Reactions of 1- and 2-Halo- and 1,2-Dichloroadamantanes with Nucleophiles by the S(RN)1 Mechanism

J Org Chem. 1997 Jun 27;62(13):4406-4411. doi: 10.1021/jo960965u.

Abstract

2-Bromoadamantane (2-BrAd) reacted in liquid ammonia under irradiation with diphenylphosphide (Ph(2)P(-)) ions whereas 2-chloroadamantane (2-ClAd) did not under the same experimental conditions. However, 2-ClAd yielded 2-(trimethylstannyl)adamantane in its photostimulated reaction with trimethylstannyl (Me(3)Sn(-)) ions. The compound 1-ClAd yielded the substitution product in a photostimulated slow reaction when the nucleophile is Ph(2)P(-) ion; the reaction occurs faster with the nucleophile Me(3)Sn(-) ion. All these reactions can be explained by the S(RN)1 mechanism as they did not occur in the dark and were inhibited by p-dinitrobenzene when photostimulated. In competition experiments, 1-haloadamantane showed more reactivity than 2-haloadamantane.
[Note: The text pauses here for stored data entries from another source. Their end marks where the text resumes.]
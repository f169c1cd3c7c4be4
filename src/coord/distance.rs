//! Great-circle distance
//!
//! Coordinates are angular, so planar distance on raw degrees is wrong at any
//! real-world scale. Everything here works on the sphere.

use crate::constants::geo::EARTH_RADIUS_METERS;
use crate::coord::Coordinates;

/// Calculate the distance between two points in meters (Haversine formula)
///
/// # Arguments
/// * `p1` - First point
/// * `p2` - Second point
///
/// # Returns
/// Distance in meters. NaN in, NaN out; callers validate first.
pub fn haversine_distance(p1: Coordinates, p2: Coordinates) -> f64 {
    let lat1 = p1.lat.to_radians();
    let lat2 = p2.lat.to_radians();
    let delta_lat = (p2.lat - p1.lat).to_radians();
    let delta_lng = (p2.lng - p1.lng).to_radians();

    let a = (delta_lat / 2.0).sin().powi(2)
        + lat1.cos() * lat2.cos() * (delta_lng / 2.0).sin().powi(2);
    // Rounding can push `a` just past 1 for near-antipodal points
    let a = a.clamp(0.0, 1.0);
    let c = 2.0 * a.sqrt().atan2((1.0 - a).sqrt());

    EARTH_RADIUS_METERS * c
}

#[cfg(test)]
mod tests {
    use super::*;
    use approx::assert_relative_eq;

    #[test]
    fn test_one_degree_of_latitude() {
        let nyc = Coordinates::new(40.7128, -74.0060);
        let north = Coordinates::new(41.7128, -74.0060);

        let distance = haversine_distance(nyc, north);
        assert!(
            (distance - 111_195.0).abs() < 100.0,
            "Distance {} should be approximately 111195",
            distance
        );
    }

    #[test]
    fn test_symmetric() {
        let bondi = Coordinates::new(-33.8915, 151.2767);
        let manly = Coordinates::new(-33.7969, 151.2840);

        assert_relative_eq!(
            haversine_distance(bondi, manly),
            haversine_distance(manly, bondi)
        );
    }

    #[test]
    fn test_zero_on_same_point() {
        let bondi = Coordinates::new(-33.8915, 151.2767);
        assert_eq!(haversine_distance(bondi, bondi), 0.0);
    }

    #[test]
    fn test_longitude_shrinks_with_latitude() {
        let equator = haversine_distance(Coordinates::new(0.0, 0.0), Coordinates::new(0.0, 1.0));
        let sydney = haversine_distance(
            Coordinates::new(-33.87, 151.0),
            Coordinates::new(-33.87, 152.0),
        );
        assert!(sydney < equator);
    }

    #[test]
    fn test_antipodal_points() {
        let half_circumference = std::f64::consts::PI * EARTH_RADIUS_METERS;

        let p = Coordinates::new(1.251, -179.0);
        let q = Coordinates::new(-1.251, 1.0);
        let distance = haversine_distance(p, q);
        assert!(distance.is_finite());
        assert_relative_eq!(distance, half_circumference, max_relative = 1e-9);

        let north = Coordinates::new(90.0, 0.0);
        let south = Coordinates::new(-90.0, 0.0);
        assert_relative_eq!(haversine_distance(north, south), half_circumference, max_relative = 1e-9);
    }

    #[test]
    fn test_antimeridian() {
        let west = Coordinates::new(0.0, 179.5);
        let east = Coordinates::new(0.0, -179.5);
        let one_degree = haversine_distance(Coordinates::new(0.0, 0.0), Coordinates::new(0.0, 1.0));
        assert_relative_eq!(haversine_distance(west, east), one_degree, max_relative = 1e-9);
    }
}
Either with Ph(2)P(-) or Me(3)Sn(-) ions, 1-BrAd is 1.4 times more reactive than 2-BrAd while 1-ClAd is 12 times more reactive than 2-ClAd with Me(3)Sn(-) ions. In the photostimulated reaction of 1,2-dichloroadamantane (7) with Ph(2)P(-) the monosubstitution products 1-adamantyldiphenylphosphine (64%) and 2-adamantyldiphenylphosphine (15%) were formed, isolated as the oxides. From these results, it appears that when 7 receives an electron, the 1-position fragments ca. four times faster than the 2-position. The disubstitution product was not formed with Ph(2)P(-) ions, but when 7 reacted with a nucleophile having less steric bulk such as a Me(3)Sn(-) ion, the 2-chloro-1-(trimethylstannyl)adamantane and the disubstitution product 1,2-bis(trimethylstannyl)adamantane were formed. The formation of these products is explained in terms of the different rates of the electron transfer reactions of the radical anion intermediates.